Figure 3-4 AMC-AMP-200A-EVM Filter Diagram

The AMC-AMP-200A-EVM performance can be adjusted among four circuit filters. With each filter, there is a tradeoff between noise and propagation delay. The weaker the filter, the shorter the propagation delay.

• Input Filter:
  $. {\mathrm{F}}_{\mathrm{C}}=\frac{1}{2\mathrm{\pi RC}}=\frac{1}{2\mathrm{\pi }\times 32\mathrm{\Omega }\times 10\mathrm{nF}}=497\mathrm{kHz}$
  • Selecting a shunt resistor with high inductance when measuring a high frequency signal can cause overshoot in AC measurements. Compensate for overshoot caused by parasitic inductance with proper design of the differential RC filter.
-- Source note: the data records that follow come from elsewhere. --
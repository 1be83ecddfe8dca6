pub mod blocking;
pub mod cleanup;
pub mod download;
pub mod driver;
pub mod lister;
pub mod model;
pub mod paths;
pub mod store;
pub mod transfer;

#[cfg(test)]
mod testing;
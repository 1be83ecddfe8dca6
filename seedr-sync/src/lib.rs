pub mod config;
pub mod logging;
pub mod progress;
pub mod sync;
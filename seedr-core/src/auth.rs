use std::time::Duration;

use reqwest::{Client, StatusCode};
use serde::{Deserialize, Serialize};
use thiserror::Error;
use url::Url;

use crate::client::{DEFAULT_API_TIMEOUT, api_http};

const DEFAULT_BASE_URL: &str = "https://www.seedr.cc";
const DEFAULT_CLIENT_ID: &str = "seedr_chrome";

#[derive(Debug, Error)]
pub enum AuthError {
    #[error("request failed: {0}")]
    Request(#[from] reqwest::Error),
    #[error("invalid base url: {0}")]
    Url(#[from] url::ParseError),
    #[error("login rejected with {status}: {body}")]
    Api { status: StatusCode, body: String },
    #[error("login response carried no access token")]
    MissingToken,
    #[error("client setup failed: {0}")]
    Client(#[from] crate::SeedrError),
}

#[derive(Clone)]
pub struct AuthClient {
    http: Client,
    base_url: Url,
    client_id: String,
}

impl AuthClient {
    pub fn new() -> Result<Self, AuthError> {
        Self::with_base_url(DEFAULT_BASE_URL)
    }

    pub fn with_base_url(base_url: &str) -> Result<Self, AuthError> {
        Ok(Self {
            http: api_http(DEFAULT_API_TIMEOUT)?,
            base_url: Url::parse(base_url)?,
            client_id: DEFAULT_CLIENT_ID.to_string(),
        })
    }

    pub fn with_timeout(mut self, timeout: Duration) -> Result<Self, AuthError> {
        self.http = api_http(timeout)?;
        Ok(self)
    }

    pub fn with_client_id(mut self, client_id: impl Into<String>) -> Self {
        self.client_id = client_id.into();
        self
    }

    /// Exchanges account credentials for an access token (password grant).
    pub async fn login(&self, username: &str, password: &str) -> Result<AccessToken, AuthError> {
        let url = self.base_url.join("/oauth_test/token.php")?;
        let form = [
            ("grant_type", "password"),
            ("client_id", self.client_id.as_str()),
            ("type", "login"),
            ("username", username),
            ("password", password),
        ];

        let response = self.http.post(url).form(&form).send().await?;
        if !response.status().is_success() {
            let status = response.status();
            let body = response.text().await.unwrap_or_default();
            return Err(AuthError::Api { status, body });
        }
        let token: TokenResponse = response.json().await?;
        match token.access_token {
            Some(access_token) if !access_token.is_empty() => Ok(AccessToken {
                access_token,
                token_type: token.token_type,
                expires_in: token.expires_in,
                refresh_token: token.refresh_token,
            }),
            _ => Err(AuthError::MissingToken),
        }
    }
}

#[derive(Debug, Clone, Deserialize, Serialize)]
pub struct AccessToken {
    pub access_token: String,
    #[serde(default)]
    pub token_type: Option<String>,
    #[serde(default)]
    pub expires_in: Option<u64>,
    #[serde(default)]
    pub refresh_token: Option<String>,
}

#[derive(Debug, Deserialize)]
struct TokenResponse {
    #[serde(default)]
    access_token: Option<String>,
    #[serde(default)]
    token_type: Option<String>,
    #[serde(default)]
    expires_in: Option<u64>,
    #[serde(default)]
    refresh_token: Option<String>,
}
Best input filter design is dependent on inductance of resistor and PCB design. An example simulation is shown below for TINA-TI.
    Figure 3-5 Input Filter TINA-TI
• Output filter (unpopulated):
  $. {\mathrm{F}}_{\mathrm{C}}=\frac{1}{2\mathrm{\pi RC}}$
  • Size for additional filtering as desired.
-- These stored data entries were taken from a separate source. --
//! Issue-tracker entities, re-projected from decoded response structs.

use xmlpack::Struct;
use xmlpack::Value;

use crate::error::Error;
use crate::error::Result;

/// One bug as reported by `Bug.search`.
#[derive(Debug, Clone, PartialEq)]
pub struct Bug {
    pub id: i64,
    pub status: String,
    pub summary: String,
    /// All comment texts joined with newlines, empty when the server does
    /// not expose `Bug.comments`.
    pub description: String,
    /// The release the search was scoped to, if any.
    pub release: Option<String>,
    pub open: bool,
}

impl Bug {
    pub fn is_closed(&self) -> bool {
        !self.open
    }

    pub(crate) fn from_search(
        members: &Struct,
        description: String,
        release: Option<&str>,
    ) -> Result<Self> {
        let id = members
            .get("id")
            .and_then(Value::as_i64)
            .ok_or(Error::MissingField {
                method: "Bug.search",
                field: "id",
            })?;
        Ok(Self {
            id,
            status: text_of(members.get("status")).unwrap_or_default(),
            summary: text_of(members.get("summary")).unwrap_or_default(),
            description,
            release: release.map(str::to_owned),
            open: truthy(members.get("is_open")),
        })
    }
}

/// One product as reported by `Product.get`.
#[derive(Debug, Clone, PartialEq)]
pub struct Product {
    pub id: Option<i64>,
    pub name: String,
    pub description: String,
}

impl Product {
    pub(crate) fn from_get(members: &Struct) -> Self {
        Self {
            id: members.get("id").and_then(Value::as_i64),
            name: text_of(members.get("name")).unwrap_or_default(),
            description: text_of(members.get("description")).unwrap_or_default(),
        }
    }
}

/// Renders a scalar member as display text, whatever its wire variant.
pub(crate) fn text_of(value: Option<&Value>) -> Option<String> {
    match value? {
        Value::String(s) => Some(s.clone()),
        Value::Int(n) => Some(n.to_string()),
        Value::Bool(b) => Some(if *b { "1" } else { "0" }.to_owned()),
        Value::Double(d) => Some(d.to_string()),
        _ => None,
    }
}

/// Servers report open/closed as a boolean, an integer, or a "0"/"1" string
/// depending on version.
pub(crate) fn truthy(value: Option<&Value>) -> bool {
    match value {
        Some(Value::Bool(b)) => *b,
        Some(Value::Int(n)) => *n != 0,
        Some(Value::String(s)) => !s.is_empty() && s != "0",
        _ => true,
    }
}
• Differential to single-ended filter:
  $. {\mathrm{F}}_{\mathrm{C}}=\frac{1}{2\mathrm{\pi RC}}=\frac{1}{2\mathrm{\pi }\times 7.87\mathrm{k\Omega }\times 51\mathrm{pF}}=397\mathrm{kHz}$
  • Sized to allow 340kHz AMC3302 output bandwidth. Modify as needed for bandwidth limitations.
• Single-ended output filter:
  $. {\mathrm{F}}_{\mathrm{C}}=\frac{1}{2\mathrm{\pi RC}}=\frac{1}{2\mathrm{\pi }\times 16\mathrm{\Omega }\times 100\mathrm{pF}}=99.5\mathrm{MHz}$
  • Modify as needed for single-ended output signal.